Secondly, this wisdom of the world is called by James "devilish," both because it imitates the devil — for the devil first envied God in heaven His throne of glory, and willed to invade it, and contended and fought against Him and His angels, but, conquered, was cast down into Tartarus — and also because it is suggested and breathed by the devil, whence "by the envy of the devil death entered into the world," Wisdom II, 24. "And he is himself the prince over all the sons of pride," Job XLI, 25. Moreover he is a liar and the father of lies, John viii, 44. Thus Paul called Elymas, who resisted himself and Christ, "son of the devil," Acts xiii, 10. St. Polycarp called Marcion "the firstborn of Satan," as Eusebius testifies, bk. IV Hist., ch. xiv. Irenaeus, bk. III, ch. III, calls the same "the mouth of the devil." Furthermore, James alludes to the etymology of "demons": for demons are so called as if δαήμονες, that is "the knowing ones"; and to these the ancients attributed the invention of the sciences and of human arts; but properly they are themselves the first authors and inventors of worldly wisdom, which teaches a man to extol himself and what is his and to put down others, and therefore to stir up quarrels, contentions, and wars.
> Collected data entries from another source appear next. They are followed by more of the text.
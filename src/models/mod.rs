pub mod booking;
pub mod profile;
pub mod review;
pub mod service;
pub mod transaction;
pub mod vendor;
pub mod wallet;

pub use booking::{Booking, BookingStatus, PaymentStatus};
pub use profile::{Profile, Role};
pub use review::{Review, ReviewStatus};
pub use service::{Service, ServiceCategory};
pub use transaction::{Transaction, TransactionStatus, TransactionType};
pub use vendor::{Vendor, VendorStatus};
pub use wallet::{Wallet, WalletStats, PLATFORM_WALLET};
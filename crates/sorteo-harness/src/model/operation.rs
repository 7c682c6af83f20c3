//! Operations for model-based testing.
//!
//! Operations represent every user action. They are generated randomly by
//! proptest (or `arbitrary` in fuzzing) and applied to both the model and the
//! real session.

use arbitrary::Arbitrary;
use sorteo_core::{DrawRejection, RejectionReason};

/// Names the generator picks from.
///
/// Mixes valid names, near-duplicates and every rejection class so short
/// operation sequences still hit all admission paths.
pub const NAME_POOL: &[&str] = &[
    "Ana",
    "Beto",
    "Cata",
    "Dani",
    "José",
    "Ñoño",
    "María José",
    "ana",
    "  Ana  ",
    "",
    "   ",
    "John3",
    "Ana-Maria!",
    "Zoë",
];

/// Index into [`NAME_POOL`], wrapped on lookup.
#[derive(Debug, Clone, Copy, PartialEq, Eq, Arbitrary)]
pub struct NameChoice(pub u8);

impl NameChoice {
    /// The raw text this choice stands for.
    pub fn text(self) -> &'static str {
        NAME_POOL[usize::from(self.0) % NAME_POOL.len()]
    }
}

/// Operations that can be applied to a session.
#[derive(Debug, Clone, PartialEq, Eq, Arbitrary)]
pub enum Operation {
    /// Submit a name.
    Admit {
        /// Which name to submit.
        name: NameChoice,
    },

    /// Request a draw.
    Draw,

    /// Start over.
    Reset,
}

/// What an operation did, as observed from outside.
///
/// Used to compare model and real session behavior.
#[derive(Debug, Clone, PartialEq, Eq)]
pub enum Outcome {
    /// Name admitted (trimmed form).
    Admitted(String),

    /// Name rejected.
    Rejected(RejectionReason),

    /// Position drawn.
    Drew(usize),

    /// Draw refused.
    Refused(DrawRejection),

    /// Session reset.
    Reset,

    /// Any other session error (limits, contract violations).
    Failed(String),
}

/// Model and real session disagreed.
#[derive(Debug, Clone, PartialEq, Eq)]
pub struct Divergence {
    /// Operation that diverged.
    pub operation: Operation,
    /// What the model allows.
    pub expected: String,
    /// What the real session did.
    pub actual: Outcome,
}
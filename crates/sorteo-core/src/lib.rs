//! Sorteo Core
//!
//! Roster and draw state machine: admit names, then draw them one at a time,
//! uniformly at random and without repetition, until none are left.
//!
//! # Architecture
//!
//! The core is a pure state machine that:
//! - Validates and stores names ([`Roster`])
//! - Picks undrawn positions uniformly ([`DrawEngine`])
//! - Ties both together per game and reports what to render ([`Session`])
//! - Uses the [`Environment`] trait for randomness (deterministic testing)
//!
//! Rendering, input capture and persistence live outside this crate.

#![forbid(unsafe_code)]
#![deny(missing_docs)]

pub mod engine;
pub mod env;
pub mod error;
pub mod event;
pub mod roster;
pub mod session;

pub use engine::{DrawEngine, DrawPhase, DrawStrategy};
pub use env::Environment;
pub use error::{DrawRejection, RejectionReason, RosterError, SessionError};
pub use event::{LogLevel, SessionAction, SessionEvent};
pub use roster::Roster;
pub use session::{Session, SessionConfig, Winner};
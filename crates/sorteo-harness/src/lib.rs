//! Deterministic test harness for sorteo.
//!
//! Seeded implementation of the `Environment` trait plus a reference model
//! and goodness-of-fit helpers, so draw behavior can be verified
//! reproducibly.
//!
//! # Model-Based Testing
//!
//! The `model` module provides a reference session. Operations are applied
//! to the real `Session`, and each real outcome is checked against what the
//! model allows before both advance.

#![forbid(unsafe_code)]
#![warn(missing_docs)]

pub mod driver;
pub mod model;
pub mod sim_env;
pub mod stats;

pub use driver::{apply, observe};
pub use model::{
    Divergence, ModelSession, NAME_POOL, NameChoice, ObservableState, Operation, Outcome,
};
pub use sim_env::SimEnv;
pub use stats::{chi_square_uniform, critical_value, is_uniform};
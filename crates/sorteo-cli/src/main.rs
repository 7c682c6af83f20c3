//! Sorteo binary.
//!
//! # Usage
//!
//! ```bash
//! # Start with an empty roster
//! sorteo
//!
//! # Pre-load names and use the resampling strategy
//! sorteo --name Ana --name Beto --strategy resample
//! ```

use std::io::{self, IsTerminal};

use clap::Parser;
use sorteo_cli::{Args, Command, Console, SystemEnv};
use sorteo_core::Session;
use tracing_subscriber::{EnvFilter, fmt, layer::SubscriberExt, util::SubscriberInitExt};

fn main() -> Result<(), Box<dyn std::error::Error>> {
    let args = Args::parse();
    let filter =
        EnvFilter::try_from_default_env().unwrap_or_else(|_| EnvFilter::new(&args.log_level));

    tracing_subscriber::registry().with(fmt::layer().with_writer(io::stderr)).with(filter).init();

    let config = args.session_config();
    tracing::info!(strategy = ?config.strategy, max_roster = ?config.max_roster, "sorteo starting");

    let session = Session::with_config(SystemEnv::new(), config);
    let stdout = io::stdout().lock();
    let mut console = if io::stdin().is_terminal() {
        Console::interactive(session, stdout)
    } else {
        Console::new(session, stdout)
    };

    for name in args.names {
        console.execute(Command::Admit(name))?;
    }

    console.run(io::stdin().lock())?;

    tracing::info!(
        names = console.session().roster().size(),
        drawn = console.session().engine().drawn_count(),
        "sorteo exiting"
    );

    Ok(())
}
Therefore heavenly wisdom is "theodora," that is, the gift of God; but earthly wisdom is "daemonodora," that is, the gift of the devil. Thus Theodora, the wise wife of the Emperor Justinian, was made and called "daemonodora" when she bent Justinian to the Eutychian heresy, proscribed the Council of Chalcedon, seized Pope Silverius and forced him to die, and perpetrated other unspeakable deeds. So Theophilus in the Life of Justinian. Wherefore she was struck by a heavenly blow and perished miserably. Hear Victor of Tunnuna, bishop in Africa, in his Chronicle: "Theodora Augusta," he says, "the enemy of the Council of Chalcedon, with her whole body smitten by the plague of cancer, ended her life in a prodigious manner."


Verse 16: For Where Envy and Contention Is, There Is Inconstancy and Every Evil Work

16. For where envy and contention is."To contend," says St. Augustine, bk. IV On Christian Doctrine, ch. xxviii, "is to be careless how error may be overcome by truth, but only how thy own statement may be preferred to another's."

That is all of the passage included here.